TASH would like to applaud the Massachusetts Department of Developmental Services in its effort to limit the use of aversive procedures on individuals with disabilities. The proposed amendments to regulations are a necessary step forward in the protection of students with disabilities by prohibiting the use of aversive procedures to modify student behavior. TASH encourages the Department to adopt these proposed regulations.

It is our hope that the Department will further consider expanding the elimination of aversive procedures to those students with existing court-approved behavior plans that include Level III interventions. It is our position that aversive interventions, such as the shock therapy applied at the Judge Rotenberg Center, have no place in mental health services. Individuals with disabilities have a right to behavioral treatment that is humane and proven effective.

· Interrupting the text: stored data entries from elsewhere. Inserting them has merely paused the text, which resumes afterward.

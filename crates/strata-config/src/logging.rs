//! Structured logging utilities for Strata components.
//!
//! Provides consistent logging with component prefixes and structured fields.
//!
//! # Usage
//!
//! ```ignore
//! use strata_config::logging::*;
//!
//! log_storefile_debug!("Classified store file", path = display(path.display()));
//! log_link_debug!("Trying link location", attempt = 2);
//! ```

/// Component identifiers for log filtering
pub struct Component;

impl Component {
    pub const STOREFILE: &'static str = "STOREFILE";
    pub const LINK: &'static str = "LINK";
    pub const LOCALITY: &'static str = "LOCALITY";
    pub const CLI: &'static str = "CLI";
}

/// Log levels for runtime configuration
#[derive(Debug, Clone, Copy, PartialEq, Eq)]
pub enum LogLevel {
    Error,
    Warn,
    Info,
    Debug,
    Trace,
}

impl LogLevel {
    /// Filter directive for this level
    pub fn as_filter(&self) -> &'static str {
        match self {
            LogLevel::Error => "error",
            LogLevel::Warn => "warn",
            LogLevel::Info => "info",
            LogLevel::Debug => "debug",
            LogLevel::Trace => "trace",
        }
    }
}

// === STOREFILE logging macros ===

#[macro_export]
macro_rules! log_storefile_warn {
    ($msg:literal $(, $key:ident = $value:expr)* $(,)?) => {
        tracing::warn!(component = "STOREFILE", $($key = $value,)* $msg)
    };
}

#[macro_export]
macro_rules! log_storefile_debug {
    ($msg:literal $(, $key:ident = $value:expr)* $(,)?) => {
        tracing::debug!(component = "STOREFILE", $($key = $value,)* $msg)
    };
}

#[macro_export]
macro_rules! log_storefile_trace {
    ($msg:literal $(, $key:ident = $value:expr)* $(,)?) => {
        tracing::trace!(component = "STOREFILE", $($key = $value,)* $msg)
    };
}

// === LINK logging macros ===

#[macro_export]
macro_rules! log_link_debug {
    ($msg:literal $(, $key:ident = $value:expr)* $(,)?) => {
        tracing::debug!(component = "LINK", $($key = $value,)* $msg)
    };
}

// === LOCALITY logging macros ===

#[macro_export]
macro_rules! log_locality_debug {
    ($msg:literal $(, $key:ident = $value:expr)* $(,)?) => {
        tracing::debug!(component = "LOCALITY", $($key = $value,)* $msg)
    };
}

// === CLI logging macros ===

#[macro_export]
macro_rules! log_cli_warn {
    ($msg:literal $(, $key:ident = $value:expr)* $(,)?) => {
        tracing::warn!(component = "CLI", $($key = $value,)* $msg)
    };
}

#[macro_export]
macro_rules! log_cli_info {
    ($msg:literal $(, $key:ident = $value:expr)* $(,)?) => {
        tracing::info!(component = "CLI", $($key = $value,)* $msg)
    };
}

/// Initialize logging with the given level filter.
/// Call this once at application startup.
///
/// `STRATA_LOG` wins over `RUST_LOG`, which wins over `level`.
pub fn init_logging(level: LogLevel) {
    use tracing_subscriber::EnvFilter;

    let env_filter = EnvFilter::try_from_env("STRATA_LOG")
        .or_else(|_| EnvFilter::try_from_default_env())
        .unwrap_or_else(|_| EnvFilter::new(level.as_filter()));

    tracing_subscriber::fmt()
        .with_env_filter(env_filter)
        .with_target(false)
        .with_writer(std::io::stderr)
        .init();
}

TASH has adopted the following resolution opposing the use of aversive and restrictive procedures:

Throughout the world, individuals with disabilities are victim to the use of procedures that are aversive, coercive and/or restrictive to control behaviors that are associated with their disabilities. Aversive procedures use painful stimuli in response to behaviors that are deemed unacceptable by their caregivers. All aversive techniques have in common the application of physically or emotionally painful stimuli. Coercive and restrictive procedures use unnecessary amounts of control and manipulation in an effort to modify behavior.

These techniques are inappropriately used, not only to control dangerous behaviors, but also to modify behaviors that are simply idiosyncratic (e.g., moaning or twisting one’s hair), unusual (e.g., tics or rocking) or are inconvenient to caregivers (e.g., getting out of one’s assigned seat or refusing to perform a task).

TASH acknowledges the following rationale for its resolution opposing the use of aversive and restrictive procedures:

Individuals with disabilities who act in ways that are dangerous deserve at least the same protections afforded to prisoners against cruel and unusual punishment. Additionally, they have a right to treatment that is both humane and effective.

Treatment is meant to reduce or prevent further occurrence of a dangerous or disruptive behavior by increasing the individual’s competence to deal with the circumstances that provoke the endangering behavior. When an individual is at imminent risk of hurting him/herself or others, brief physical restraint to prevent injury may be necessary. Brief physical restraint under these circumstances is not treatment. It is used to assure safety in an urgent situation.

Aversive and restrictive procedures, including the inappropriate use of restraint, are often used as part of a systematic program for decreasing certain behaviors. They are most often used without the individual’s or even a substitute individual’s informed consent.

Although it has been believed that such procedures are necessary to control dangerous or disruptive behaviors, it has now been irrefutably proven that a wide range of methods are available that are not only more effective in managing dangerous or disruptive behaviors, but do not inflict pain on, humiliate, dehumanize or overly control or manipulate individuals with disabilities.

Alternative approaches that are proven to be effective attempt to identify the individual’s purposes in behaving as he or she does and offer support and education to replace dangerous or disruptive behaviors with alternative behaviors that are positive and will achieve the individual’s needs.

Therefore, TASH affirms the right of all persons with disabilities to freedom from overly restrictive procedures and from aversive or coercive procedures of any kind. TASH is unequivocally opposed to the inappropriate use of restraint and to the use of overly restrictive and aversive procedures under any circumstances and calls for the cessation of the use of all such procedures.